August 23, 2019 / 9:04 AM / 4 months ago

Vi aspettate chiarimenti da Powell oggi? In bocca al lupo

JACKSON HOLE, Wyoming, 23 agosto (Reuters) - Quando il Presidente della Federal Reserve Jerome Powell parlerà alle 16,00 italiane oggi a Jackson Hole, i mercati passeranno al setaccio le sue dichiarazione in cerca di indizi su eventuali nuovi tagli dei tassi quest’anno.

La delusione potrebbe essere forte.

A dispetto della fama di presidente Fed piú diretto della storia recente della banca centrale Usa, Powell potrebbe essere riluttante a dire dove andranno i tassi al simposio dei banchieri centrali organizzato della Fed di Kansas City.

Perchè? Semplicemente perché non lo sa e non vuole legarsi le mani.

Gli altri membri della Fed, anche quelli favorevoli al taglio dei tassi operato in luglio, frenano rispetto alla possibilità di ulteriori mosse.

Patrick Harker, presidente della Fed di Philadelphia, si è speso in favore di un atteggiamento attendista mentre Robert Kaplan, Presidente della Fed di Dallas, pur affermando di essere “aperto” dice che vorrebbe “evitare l’adozione di ulteriori misure”.
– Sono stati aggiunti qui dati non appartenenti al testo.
//! Shared pipeline helpers for CLI commands.
//!
//! Contains what `build` and `sim` have in common: project root resolution,
//! loading `weft.toml` into a [`Project`], turning it into a [`System`],
//! diagnostic rendering, and parsing `NAME=VALUE` command-line assignments.

use std::path::{Path, PathBuf};

use weft_build::System;
use weft_config::{ProjectConfig, ResolvedTarget, CONFIG_FILE};
use weft_designs::DesignEntry;
use weft_diagnostics::{Diagnostic, DiagnosticRenderer, JsonRenderer, TerminalRenderer};

use crate::{GlobalArgs, ReportFormat};

/// Walks up from `start` looking for the nearest directory containing `weft.toml`.
pub fn find_project_root(start: &Path) -> Result<PathBuf, Box<dyn std::error::Error>> {
    let mut current = start.to_path_buf();
    loop {
        if current.join(CONFIG_FILE).exists() {
            return Ok(current);
        }
        if !current.pop() {
            return Err(format!(
                "could not find {CONFIG_FILE} in {} or any parent directory",
                start.display()
            )
            .into());
        }
    }
}

/// Resolves the project root directory from global CLI args.
///
/// If `--config` is specified, uses that path (file → parent dir, dir → itself).
/// Otherwise walks up from the current directory looking for `weft.toml`.
pub fn resolve_project_root(global: &GlobalArgs) -> Result<PathBuf, Box<dyn std::error::Error>> {
    if let Some(ref config_path) = global.config {
        let p = PathBuf::from(config_path);
        if p.is_file() {
            Ok(p.parent()
                .map(|p| p.to_path_buf())
                .unwrap_or_else(|| PathBuf::from(".")))
        } else {
            Ok(p)
        }
    } else {
        find_project_root(&std::env::current_dir()?)
    }
}

/// A loaded project with its target resolved and its design looked up.
pub struct Project {
    /// Directory holding `weft.toml`.
    pub dir: PathBuf,
    /// The parsed configuration.
    pub config: ProjectConfig,
    /// The selected target.
    pub target: ResolvedTarget,
    /// The catalog entry named by `system.design`.
    pub design: &'static DesignEntry,
}

impl Project {
    /// Loads the project from the global args and selects `target`.
    pub fn load(
        global: &GlobalArgs,
        target: Option<&str>,
    ) -> Result<Self, Box<dyn std::error::Error>> {
        let dir = resolve_project_root(global)?;
        let config = weft_config::load_config(&dir)?;
        let target = weft_config::resolve_target(&config, target)?;
        let design = weft_designs::find(&config.system.design).ok_or_else(|| {
            let known: Vec<_> = weft_designs::catalog().iter().map(|d| d.name).collect();
            format!(
                "unknown design '{}' (available: {})",
                config.system.design,
                known.join(", ")
            )
        })?;
        tracing::debug!(
            root = %dir.display(),
            target = %target.name,
            design = design.name,
            "loaded project"
        );
        Ok(Self {
            dir,
            config,
            target,
            design,
        })
    }

    /// Absolute output directory of the selected target.
    pub fn output_dir(&self) -> PathBuf {
        self.target.output_dir_in(&self.dir)
    }

    /// Creates the system to build.
    pub fn system(&self) -> Result<System, Box<dyn std::error::Error>> {
        let system = self
            .design
            .system(
                &self.config.system.name,
                self.target.backend,
                self.target.arbitration,
                &self.output_dir(),
            )?
            .with_version(&self.config.system.version);
        Ok(system)
    }
}

/// Renders diagnostics to stderr and returns how many were printed.
pub fn render_diagnostics(diagnostics: &[Diagnostic], format: ReportFormat, color: bool) -> usize {
    let renderer: Box<dyn DiagnosticRenderer> = match format {
        ReportFormat::Text => Box::new(TerminalRenderer::new(color)),
        ReportFormat::Json => Box::new(JsonRenderer),
    };
    for diag in diagnostics {
        eprintln!("{}", renderer.render(diag));
    }
    diagnostics.len()
}

/// Splits `NAME=VALUE` and parses the value as an unsigned integer.
///
/// Hexadecimal values take a `0x` prefix.
pub fn parse_assignment(text: &str) -> Result<(&str, u64), Box<dyn std::error::Error>> {
    let (name, value) = text
        .split_once('=')
        .ok_or_else(|| format!("expected NAME=VALUE, got '{text}'"))?;
    let name = name.trim();
    if name.is_empty() {
        return Err(format!("missing name in '{text}'").into());
    }
    Ok((name, parse_number(value.trim())?))
}

/// Splits `PATH:ADDRESS=VALUE` into its parts.
pub fn parse_poke(text: &str) -> Result<(&str, u64, u64), Box<dyn std::error::Error>> {
    let (location, value) = parse_assignment(text)?;
    let (path, address) = location
        .rsplit_once(':')
        .ok_or_else(|| format!("expected PATH:ADDRESS=VALUE, got '{text}'"))?;
    Ok((path, parse_number(address)?, value))
}

fn parse_number(text: &str) -> Result<u64, Box<dyn std::error::Error>> {
    let parsed = match text.strip_prefix("0x") {
        Some(hex) => u64::from_str_radix(hex, 16),
        None => text.parse(),
    };
    parsed.map_err(|e| format!("invalid number '{text}': {e}").into())
}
La situazione economica negli Stati Uniti, dopo il taglio dei tassi della Fed a luglio, é peggiorata.

Le minacce del Presidente Trump di nuovi dazi contro la Cina e il successivo rinvio a dicembre di tali misure hanno portato ulteriore incertezza sui mercati.

L’attività manifatturiera Usa si sta indebolendo.

Con varie economie a livello globale sull’orlo di una recessione molte banche centrali stanno intervenendo sui tassi.

A segnalare timori crescenti tra gli investitori di una possibile recessione negli Stati Uniti, i rendimenti del Treasury a 2 anni sono scesi ieri sotto quelli dei titoli a 10 anni nell’ennesimo esempio di inversione della curva dei rendimenti.

Allo stesso tempo, i mercati del lavoro rimangono forti e i consumatori continuano a spendere, nei negozi e online.

La curva dei rendimenti si è invertita in parte perché l'economia statunitense rimane comunque molto più forte di quella europea: gli operatori preferiscono investire in titoli del Tesoro Usa, pur con rendimenti in discesa, piuttosto che, per dire, nei bond tedeschi a rendimento negativo. [Per un grafico, visita tmsnrt.rs/2NqdyFy]

Al di là dei contrastanti dati economici, dei segnali di mercato preoccupanti e del dissenso all’interno della Fed, Powell potrebbe anche voler tenere un basso profilo per evitare di fomentare ulteriormente le ire di Trump che non ha esitato a definire uno “sprovveduto” il presidente Fed da lui stesso nominato.

“L’economia sta andando veramente bene. La Federal Reserve può facilmente portarla a livelli record!”, ha scritto Trump ieri su Twitter. “Muovetevi in anticipo (per una volta), non in ritardo. Aiutate l’America a ottenere una vittoria schiacciante, non una semplice vittoria!”

Anche se Powell dovesse limitarsi a ribadire come la mossa dello scorso mese sia una correzione di “metà ciclo” e lasciare la porta aperta a più opzioni, potrebbe comunque deludere i mercati e destabilizzarli ulteriormente.

Gli investitori nutrono grandi speranze per nuovi stimoli da parte della Fed, e le scommesse sono fortemente a favore di un’ulteriore riduzione del costo del denaro durante la riunione del 17-18 settembre.